◆ **DATA SECTION**

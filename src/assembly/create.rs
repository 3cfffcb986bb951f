use crate::assembly::local::{BilinearForm, BlockBilinearForm, BlockLinearForm, LinearForm};
use crate::assembly::Assembler;
use crate::error::AssemblyError;
use crate::restriction::DofMapRestriction;
use crate::space::{same_dofmap, DofMap, FunctionSpace};
use crate::Real;
use eyre::eyre;
use fenris_la::{
    stack_index_maps, unroll, GhostBlockLayout, IndexMap, IndexSetFactory, Matrix, NestMatrix, NestVector,
    SparsityPatternBuilder, Vector,
};
use fenris_nested_vec::NestedVec;
use itertools::Itertools;
use log::debug;
use std::sync::Arc;

/// Numbering of one block along one axis: either the dofmap itself or its restriction.
struct AxisLayout<'a> {
    index_map: &'a IndexMap,
    bs: usize,
    cell_dofs: &'a NestedVec<usize>,
}

impl<'a> AxisLayout<'a> {
    fn new(dofmap: &'a Arc<DofMap>, restriction: Option<&'a DofMapRestriction>, block: usize) -> eyre::Result<Self> {
        match restriction {
            None => Ok(Self {
                index_map: dofmap.index_map(),
                bs: dofmap.index_map_bs(),
                cell_dofs: dofmap.cell_dofs_list(),
            }),
            Some(restriction) if same_dofmap(dofmap, restriction.dofmap()) => Ok(Self {
                index_map: restriction.index_map(),
                bs: restriction.index_map_bs(),
                cell_dofs: restriction.cell_dofs_list(),
            }),
            Some(_) => Err(eyre!(AssemblyError::RestrictionDofMapMismatch { block })),
        }
    }

    fn for_spaces(
        spaces: &'a [Arc<FunctionSpace>],
        restrictions: Option<&[&'a DofMapRestriction]>,
    ) -> eyre::Result<Vec<Self>> {
        check_block_count("restrictions", spaces.len(), restrictions.map(<[_]>::len))?;
        spaces
            .iter()
            .enumerate()
            .map(|(i, space)| Self::new(space.dofmap(), restrictions.map(|r| r[i]), i))
            .collect()
    }

    fn unrolled_len(&self) -> usize {
        self.index_map.size_with_ghosts() * self.bs
    }

    fn unrolled_cell_dofs(&self, cell: usize) -> Vec<usize> {
        let dofs = self
            .cell_dofs
            .get(cell)
            .expect("Internal error: cell counts are checked before iterating");
        unroll(dofs, self.bs)
    }

    fn num_cells(&self) -> usize {
        self.cell_dofs.len()
    }
}

pub(crate) fn check_block_count(what: &'static str, expected: usize, actual: Option<usize>) -> eyre::Result<()> {
    match actual {
        Some(actual) if actual != expected => Err(eyre!(AssemblyError::BlockCountMismatch {
            what,
            expected,
            actual
        })),
        _ => Ok(()),
    }
}

fn check_cells(rows: &AxisLayout, cols: &AxisLayout) -> eyre::Result<usize> {
    if rows.num_cells() != cols.num_cells() {
        return Err(eyre!(AssemblyError::CellCountMismatch {
            expected: rows.num_cells(),
            actual: cols.num_cells(),
        }));
    }
    Ok(rows.num_cells())
}

fn plain_matrix<T: Real>(
    form: &dyn BilinearForm<T>,
    rows: &AxisLayout,
    cols: &AxisLayout,
) -> eyre::Result<Matrix<T>> {
    let num_cells = check_cells(rows, cols)?;
    let mut builder = SparsityPatternBuilder::new(rows.unrolled_len(), cols.unrolled_len());
    if !form.integral_types().is_empty() {
        for cell in 0..num_cells {
            builder.insert_block(&rows.unrolled_cell_dofs(cell), &cols.unrolled_cell_dofs(cell));
        }
    }
    let pattern = builder.build();
    debug!(
        "Created {}x{} matrix with {} stored entries",
        rows.unrolled_len(),
        cols.unrolled_len(),
        pattern.nnz()
    );
    let matrix = Matrix::from_pattern(rows.index_map.clone(), cols.index_map.clone(), [rows.bs, cols.bs], pattern)?;
    Ok(matrix)
}

impl<F: IndexSetFactory> Assembler<F> {
    /// A zero vector laid out like the test space of the form, or like its restriction.
    pub fn create_vector<T: Real>(
        &self,
        form: &dyn LinearForm<T>,
        restriction: Option<&DofMapRestriction>,
    ) -> eyre::Result<Vector<T>> {
        let layout = AxisLayout::new(form.test_space().dofmap(), restriction, 0)?;
        Ok(Vector::new(layout.index_map.clone(), layout.bs))
    }

    /// A zero block vector stacking the (restricted) test spaces of the forms.
    pub fn create_vector_block<T: Real>(
        &self,
        forms: &BlockLinearForm<T>,
        restrictions: Option<&[&DofMapRestriction]>,
    ) -> eyre::Result<Vector<T>> {
        let spaces = forms.function_spaces();
        let layouts = AxisLayout::for_spaces(&spaces, restrictions)?;
        let maps: Vec<_> = layouts.iter().map(|l| (l.index_map, l.bs)).collect();
        Ok(Vector::new(stack_index_maps(&maps)?, 1))
    }

    /// A zero nest vector with one sub-vector per (restricted) test space of the forms.
    pub fn create_vector_nest<T: Real>(
        &self,
        forms: &BlockLinearForm<T>,
        restrictions: Option<&[&DofMapRestriction]>,
    ) -> eyre::Result<NestVector<T>> {
        let spaces = forms.function_spaces();
        let layouts = AxisLayout::for_spaces(&spaces, restrictions)?;
        let blocks = layouts
            .iter()
            .map(|l| Vector::new(l.index_map.clone(), l.bs))
            .collect();
        Ok(NestVector::new(blocks))
    }

    /// A zero matrix with the sparsity pattern of the form.
    ///
    /// `restriction` holds the row and the column restriction.
    pub fn create_matrix<T: Real>(
        &self,
        form: &dyn BilinearForm<T>,
        restriction: Option<[&DofMapRestriction; 2]>,
    ) -> eyre::Result<Matrix<T>> {
        let rows = AxisLayout::new(form.test_space().dofmap(), restriction.map(|[r, _]| r), 0)?;
        let cols = AxisLayout::new(form.trial_space().dofmap(), restriction.map(|[_, c]| c), 0)?;
        plain_matrix(form, &rows, &cols)
    }

    /// A zero block matrix with the combined sparsity pattern of all present blocks.
    ///
    /// `restrictions` holds the restrictions of the block rows and of the block columns.
    pub fn create_matrix_block<T: Real>(
        &self,
        form: &BlockBilinearForm<T>,
        restrictions: Option<[&[&DofMapRestriction]; 2]>,
    ) -> eyre::Result<Matrix<T>> {
        let rows = AxisLayout::for_spaces(form.row_spaces(), restrictions.map(|[r, _]| r))?;
        let cols = AxisLayout::for_spaces(form.col_spaces(), restrictions.map(|[_, c]| c))?;
        let row_maps: Vec<_> = rows.iter().map(|l| (l.index_map, l.bs)).collect();
        let col_maps: Vec<_> = cols.iter().map(|l| (l.index_map, l.bs)).collect();
        let row_map = stack_index_maps(&row_maps)?;
        let col_map = stack_index_maps(&col_maps)?;

        let row_sets = self
            .factory
            .create_index_sets(&row_maps, true, GhostBlockLayout::Trailing);
        let col_sets = self
            .factory
            .create_index_sets(&col_maps, true, GhostBlockLayout::Trailing);

        let mut builder = SparsityPatternBuilder::new(row_map.size_with_ghosts(), col_map.size_with_ghosts());
        let (nrows, ncols) = form.shape();
        for (i, j) in (0..nrows).cartesian_product(0..ncols) {
            let present = form
                .get(i, j)
                .map(|a_ij| !a_ij.integral_types().is_empty())
                .unwrap_or(false);
            if !present {
                continue;
            }
            let num_cells = check_cells(&rows[i], &cols[j])?;
            let (row_positions, col_positions) = (row_sets[i].indices(), col_sets[j].indices());
            for cell in 0..num_cells {
                let block_rows: Vec<usize> = rows[i]
                    .unrolled_cell_dofs(cell)
                    .into_iter()
                    .map(|p| row_positions[p])
                    .collect();
                let block_cols: Vec<usize> = cols[j]
                    .unrolled_cell_dofs(cell)
                    .into_iter()
                    .map(|p| col_positions[p])
                    .collect();
                builder.insert_block(&block_rows, &block_cols);
            }
        }
        let pattern = builder.build();
        debug!(
            "Created {}x{} block matrix with {} stored entries",
            row_map.size_with_ghosts(),
            col_map.size_with_ghosts(),
            pattern.nnz()
        );
        Ok(Matrix::from_pattern(row_map, col_map, [1, 1], pattern)?)
    }

    /// A nest matrix with a zero sub-matrix for each present block and no sub-matrix for absent blocks.
    pub fn create_matrix_nest<T: Real>(
        &self,
        form: &BlockBilinearForm<T>,
        restrictions: Option<[&[&DofMapRestriction]; 2]>,
    ) -> eyre::Result<NestMatrix<T>> {
        let rows = AxisLayout::for_spaces(form.row_spaces(), restrictions.map(|[r, _]| r))?;
        let cols = AxisLayout::for_spaces(form.col_spaces(), restrictions.map(|[_, c]| c))?;
        let (nrows, ncols) = form.shape();
        let mut blocks = Vec::with_capacity(nrows);
        for i in 0..nrows {
            let mut block_row = Vec::with_capacity(ncols);
            for j in 0..ncols {
                let block = form
                    .get(i, j)
                    .map(|a_ij| plain_matrix(a_ij, &rows[i], &cols[j]))
                    .transpose()?;
                block_row.push(block);
            }
            blocks.push(block_row);
        }
        Ok(NestMatrix::new(blocks)?)
    }
}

◆ **INSTRUCTIONS TO FOLLOW**
Verbatim output is expected for the lines from the start of the data to the line in which "use crate::restriction::DofMapRestriction;" appears, both included.

◆ **OUTPUT FOR THIS TASK**
filename src/assembly/create.rs
repository 3cfffcb986bb951f
use crate::assembly::local::{BilinearForm, BlockBilinearForm, BlockLinearForm, LinearForm};
use crate::assembly::Assembler;
use crate::error::AssemblyError;
use crate::restriction::DofMapRestriction;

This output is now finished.